The lawsuit, filed in Miami federal court, contends that the law is unenforceable and unconstitutional because it sets foreign policy — a power that the courts have ruled belongs solely to the federal government.
The law would prohibit state and local government agencies from awarding contracts worth at least $1 million to Odebrecht Construction Inc. — among others — because a subsidiary of its parent company is upgrading the Cuban Port of Mariel.
Gov. Rick Scott caused an uproar last month when he signed the law in a ceremony at Miami’s Freedom Tower, only to issue a statement shortly afterward suggesting the law was unconstitutional. The governor later retreated from that stance, saying he backed the law and that his administration would defend it against a likely legal challenge.
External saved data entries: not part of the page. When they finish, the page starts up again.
//! Per-tick execution context provided to `System::process`.

use engine_component::{
    AccessMode, Component, ComponentContainer, DescriptorSet, EcsError, Entity,
};
use parking_lot::{MappedRwLockReadGuard, MappedRwLockWriteGuard};

use crate::commands::CommandSender;
use crate::storage::ComponentStorage;

/// Context handed to a System on each tick.
///
/// Component access goes through [`SystemContext::read`] and
/// [`SystemContext::write`], which check the request against the System's
/// declared descriptors. Structural changes (spawning, despawning, attaching
/// components) go through [`SystemContext::commands`] and take effect at the
/// start of the next tick.
///
/// Requesting a write view of a type while another view of the same type is
/// still alive in the same System blocks forever. Drop views before asking
/// for a conflicting one.
pub struct SystemContext<'a> {
    system: &'a str,
    descriptors: &'a DescriptorSet,
    storage: &'a ComponentStorage,
    commands: &'a CommandSender,
    tick_id: u64,
}

impl<'a> SystemContext<'a> {
    pub(crate) fn new(
        system: &'a str,
        descriptors: &'a DescriptorSet,
        storage: &'a ComponentStorage,
        commands: &'a CommandSender,
        tick_id: u64,
    ) -> Self {
        Self {
            system,
            descriptors,
            storage,
            commands,
            tick_id,
        }
    }

    /// Name of the running System.
    #[must_use]
    pub fn system_name(&self) -> &str {
        self.system
    }

    /// The current tick counter.
    #[must_use]
    pub fn tick_id(&self) -> u64 {
        self.tick_id
    }

    /// Queue for structural changes applied at the start of the next tick.
    #[must_use]
    pub fn commands(&self) -> &CommandSender {
        self.commands
    }

    fn check<T: Component>(&self, write: bool) -> Result<(), EcsError> {
        match self.descriptors.access(T::component_type_id()) {
            Some(AccessMode::ReadWrite) => Ok(()),
            Some(AccessMode::Read) if !write => Ok(()),
            _ => Err(EcsError::UndeclaredAccess {
                system: self.system.to_string(),
                component: T::type_name(),
                mode: if write { "write" } else { "read" },
            }),
        }
    }

    /// Shared view of every `T`.
    ///
    /// # Errors
    ///
    /// [`EcsError::UndeclaredAccess`] if the System did not declare `T`, or
    /// [`EcsError::ComponentTypeMismatch`] on a component name collision.
    pub fn read<T: Component>(&self) -> Result<ComponentRead<'a, T>, EcsError> {
        self.check::<T>(false)?;
        Ok(ComponentRead {
            guard: self.storage.read::<T>()?,
        })
    }

    /// Exclusive view of every `T`.
    ///
    /// # Errors
    ///
    /// [`EcsError::UndeclaredAccess`] if the System did not declare `T` as
    /// [`AccessMode::ReadWrite`], or [`EcsError::ComponentTypeMismatch`] on a
    /// component name collision.
    pub fn write<T: Component>(&self) -> Result<ComponentWrite<'a, T>, EcsError> {
        self.check::<T>(true)?;
        Ok(ComponentWrite {
            guard: self.storage.write::<T>()?,
        })
    }
}

impl std::fmt::Debug for SystemContext<'_> {
    fn fmt(&self, f: &mut std::fmt::Formatter<'_>) -> std::fmt::Result {
        f.debug_struct("SystemContext")
            .field("system", &self.system)
            .field("tick_id", &self.tick_id)
            .finish_non_exhaustive()
    }
}

/// Shared view of one component type. Empty if the type was never stored.
pub struct ComponentRead<'a, T: Component> {
    guard: Option<MappedRwLockReadGuard<'a, ComponentContainer<T>>>,
}

impl<T: Component> ComponentRead<'_, T> {
    /// The component of `entity`, if present.
    #[must_use]
    pub fn get(&self, entity: Entity) -> Option<&T> {
        self.guard.as_deref().and_then(|c| c.get(entity))
    }

    /// Returns `true` if `entity` carries `T`.
    #[must_use]
    pub fn contains(&self, entity: Entity) -> bool {
        self.guard.as_deref().is_some_and(|c| c.contains(entity))
    }

    /// Number of stored components.
    #[must_use]
    pub fn len(&self) -> usize {
        self.guard.as_deref().map_or(0, ComponentContainer::len)
    }

    /// Returns `true` if nothing is stored.
    #[must_use]
    pub fn is_empty(&self) -> bool {
        self.len() == 0
    }

    /// Entities carrying `T`, in dense order.
    #[must_use]
    pub fn entities(&self) -> &[Entity] {
        self.guard.as_deref().map_or(&[][..], ComponentContainer::entities)
    }

    /// `(entity, component)` pairs in dense order.
    pub fn iter(&self) -> impl Iterator<Item = (Entity, &T)> {
        self.guard.iter().flat_map(|c| c.iter())
    }
}

/// Exclusive view of one component type. Empty if the type was never stored.
pub struct ComponentWrite<'a, T: Component> {
    guard: Option<MappedRwLockWriteGuard<'a, ComponentContainer<T>>>,
}

impl<T: Component> ComponentWrite<'_, T> {
    /// The component of `entity`, if present.
    #[must_use]
    pub fn get(&self, entity: Entity) -> Option<&T> {
        self.guard.as_deref().and_then(|c| c.get(entity))
    }

    /// Mutable access to the component of `entity`, if present.
    pub fn get_mut(&mut self, entity: Entity) -> Option<&mut T> {
        self.guard.as_deref_mut().and_then(|c| c.get_mut(entity))
    }

    /// Returns `true` if `entity` carries `T`.
    #[must_use]
    pub fn contains(&self, entity: Entity) -> bool {
        self.guard.as_deref().is_some_and(|c| c.contains(entity))
    }

    /// Number of stored components.
    #[must_use]
    pub fn len(&self) -> usize {
        self.guard.as_deref().map_or(0, ComponentContainer::len)
    }

    /// Returns `true` if nothing is stored.
    #[must_use]
    pub fn is_empty(&self) -> bool {
        self.len() == 0
    }

    /// Entities carrying `T`, in dense order.
    #[must_use]
    pub fn entities(&self) -> &[Entity] {
        self.guard.as_deref().map_or(&[][..], ComponentContainer::entities)
    }

    /// `(entity, component)` pairs in dense order.
    pub fn iter(&self) -> impl Iterator<Item = (Entity, &T)> {
        self.guard.iter().flat_map(|c| c.iter())
    }

    /// `(entity, &mut component)` pairs in dense order.
    pub fn iter_mut(&mut self) -> impl Iterator<Item = (Entity, &mut T)> {
        self.guard.iter_mut().flat_map(|c| c.iter_mut())
    }
}

#[cfg(test)]
mod tests {
    use crate::commands::CommandQueue;

    use super::*;

    #[derive(Debug, Clone, PartialEq, serde::Serialize, serde::Deserialize)]
    struct Heat(u32);

    impl Component for Heat {
        fn type_name() -> &'static str {
            "Heat"
        }
    }

    #[derive(Debug, serde::Serialize, serde::Deserialize)]
    struct Light;

    impl Component for Light {
        fn type_name() -> &'static str {
            "Light"
        }
    }

    fn storage_with_heat(entity: Entity) -> ComponentStorage {
        let mut storage = ComponentStorage::new();
        storage
            .typed_or_insert::<Heat>()
            .unwrap()
            .insert(entity, Heat(10))
            .unwrap();
        storage
    }

    #[test]
    fn test_read_declared_type() {
        let e = Entity::new(0, 1);
        let storage = storage_with_heat(e);
        let descriptors = DescriptorSet::new().read::<Heat>();
        let queue = CommandQueue::default();
        let sender = queue.sender();
        let ctx = SystemContext::new("thermo", &descriptors, &storage, &sender, 7);

        let heat = ctx.read::<Heat>().unwrap();
        assert_eq!(heat.get(e), Some(&Heat(10)));
        assert_eq!(heat.len(), 1);
        assert_eq!(heat.entities(), &[e]);
        assert_eq!(ctx.tick_id(), 7);
        assert_eq!(ctx.system_name(), "thermo");
    }

    #[test]
    fn test_write_requires_read_write_declaration() {
        let e = Entity::new(0, 1);
        let storage = storage_with_heat(e);
        let descriptors = DescriptorSet::new().read::<Heat>();
        let queue = CommandQueue::default();
        let sender = queue.sender();
        let ctx = SystemContext::new("thermo", &descriptors, &storage, &sender, 0);

        let err = ctx.write::<Heat>().err().unwrap();
        assert_eq!(
            err,
            EcsError::UndeclaredAccess {
                system: "thermo".into(),
                component: "Heat",
                mode: "write",
            }
        );
    }

    #[test]
    fn test_undeclared_read_rejected() {
        let storage = ComponentStorage::new();
        let descriptors = DescriptorSet::new().read::<Heat>();
        let queue = CommandQueue::default();
        let sender = queue.sender();
        let ctx = SystemContext::new("thermo", &descriptors, &storage, &sender, 0);
        assert!(matches!(
            ctx.read::<Light>(),
            Err(EcsError::UndeclaredAccess { .. })
        ));
    }

    #[test]
    fn test_write_view_mutates_in_place() {
        let e = Entity::new(2, 1);
        let storage = storage_with_heat(e);
        let descriptors = DescriptorSet::new().write::<Heat>();
        let queue = CommandQueue::default();
        let sender = queue.sender();
        let ctx = SystemContext::new("thermo", &descriptors, &storage, &sender, 0);

        {
            let mut heat = ctx.write::<Heat>().unwrap();
            for (_, h) in heat.iter_mut() {
                h.0 += 5;
            }
            heat.get_mut(e).unwrap().0 *= 2;
        }
        assert_eq!(ctx.read::<Heat>().unwrap().get(e), Some(&Heat(30)));
    }

    #[test]
    fn test_never_stored_type_is_empty_view() {
        let storage = ComponentStorage::new();
        let descriptors = DescriptorSet::new().optional_read::<Light>();
        let queue = CommandQueue::default();
        let sender = queue.sender();
        let ctx = SystemContext::new("lamps", &descriptors, &storage, &sender, 0);

        let lights = ctx.read::<Light>().unwrap();
        assert!(lights.is_empty());
        assert!(!lights.contains(Entity::new(0, 1)));
        assert_eq!(lights.iter().count(), 0);
    }

    #[test]
    fn test_commands_reach_queue() {
        let storage = ComponentStorage::new();
        let descriptors = DescriptorSet::new();
        let queue = CommandQueue::default();
        let sender = queue.sender();
        let ctx = SystemContext::new("spawner", &descriptors, &storage, &sender, 0);
        ctx.commands().despawn(Entity::new(1, 1));
        assert_eq!(queue.len(), 1);
    }
}
//! The entity manager: one world's entities, components and Systems.
//!
//! All mutation happens on the owning thread. Adding or removing a component
//! notifies matching Systems synchronously, before the call returns. Other
//! threads mutate the world through a [`CommandSender`], whose commands are
//! applied at the start of the next [`EntityManager::update`].

use std::any::Any;
use std::collections::BTreeSet;
use std::sync::Arc;

use engine_component::{
    Component, ComponentRegistry, ComponentTypeId, EcsError, Entity, EntityAllocator, EntityTag,
    ErasedContainer, TagMask,
};
use parking_lot::MappedRwLockReadGuard;
use serde::{Deserialize, Serialize};
use tracing::{debug, info, warn};

use crate::commands::{BoxedComponent, CommandQueue, CommandReport, CommandSender, EntityCommand};
use crate::config::{ExecutionMode, WorldConfig};
use crate::executor::{self, TickInputs, TickReport};
use crate::scheduler::{self, RegisteredSystem, Schedule};
use crate::storage::{ComponentRef, ComponentStorage};
use crate::system::{System, SystemId, SystemSlot, SystemState};

/// Per-entity bookkeeping, indexed by entity slot.
#[derive(Debug, Clone, Default)]
struct EntityRecord {
    components: BTreeSet<ComponentTypeId>,
    tags: TagMask,
}

/// One serialised component of a [`SerializedEntity`].
#[derive(Debug, Clone, PartialEq, Eq, Serialize, Deserialize)]
pub struct SerializedComponent {
    /// Registered type id.
    pub type_id: ComponentTypeId,
    /// Payload produced by the type's registry serialise hook.
    pub data: Vec<u8>,
}

/// The serialisable components of one entity.
#[derive(Debug, Clone, Default, PartialEq, Eq, Serialize, Deserialize)]
pub struct SerializedEntity {
    /// Components in ascending type id order.
    pub components: Vec<SerializedComponent>,
}

/// Owner of one world's entities, component storage and Systems.
pub struct EntityManager {
    registry: Arc<ComponentRegistry>,
    allocator: EntityAllocator,
    records: Vec<EntityRecord>,
    storage: ComponentStorage,
    systems: Vec<SystemSlot>,
    next_system_id: u32,
    schedule: Option<Schedule>,
    commands: CommandQueue,
    sender: CommandSender,
    execution: ExecutionMode,
    tick_id: u64,
}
A Scott spokesman declined to comment Monday because the governor’s office had not yet received a copy of the lawsuit.
Sen. Rene Garcia of Hialeah, one of two Miami-Dade Republicans to sponsor the legislation, which received near-unanimous support from state lawmakers, said the court should uphold the law.
“This is not about foreign policy,” he said after learning about the lawsuit from a Miami Herald reporter. “I see it as a states’ rights issue. We have a right to decide who we want to do business with.”
In its lawsuit, however, Odebrecht argues that federal laws “do not authorize states to enforce their own sanctions against Cuba.”
The company also notes that it complies with the U.S. embargo on Cuba and “is remote and distant from, and has no contact with,” COI Overseas Ltd., the company working on the Port of Mariel for Brazil-based parent company Odebrecht S.A. Neither the Cuban affiliate nor the parent company work in Florida, the lawsuit says.
Florida-based “Odebrecht USA does not engage, and never has engaged, in business operations in Cuba,” the company said in a statement Monday in which it lamented having to sue a state agency “with which we have worked so successfully in the past.”
Odebrecht sued Ananth Prasad, secretary of the Florida Department of Transportation. Though FDOT has not denied Odebrecht the ability to compete on any bids yet, the agency informed the company that it plans to enforce the new state law when it is scheduled to take effect July 1. Odebrecht intends to bid on approximately $3.3 billion in FDOT contracts this year, the lawsuit says.
Odebrecht is seeking a temporary injunction to forbid immediate enforcement of the law, said the company’s lawyer, Raoul Cantero, a former Florida Supreme Court justice who is now a partner with the Miami law firm White & Case.
“We think the statute is illegal on its face, regardless of anybody bidding on anything,” Cantero said.
As precedent, Cantero cited a 2000 U.S. Supreme Court ruling striking down a Massachusetts law restricting business with companies tied to Myanmar. He also referred to two local cases.
In 2000, a federal judge ruled against Miami-Dade County’s requirement that companies submit sworn statements saying they did not work in Cuba. In 2009, another federal judge overturned a 2008 Florida law requiring travel agencies specializing in trips to Cuba to pay increased fees and bonds.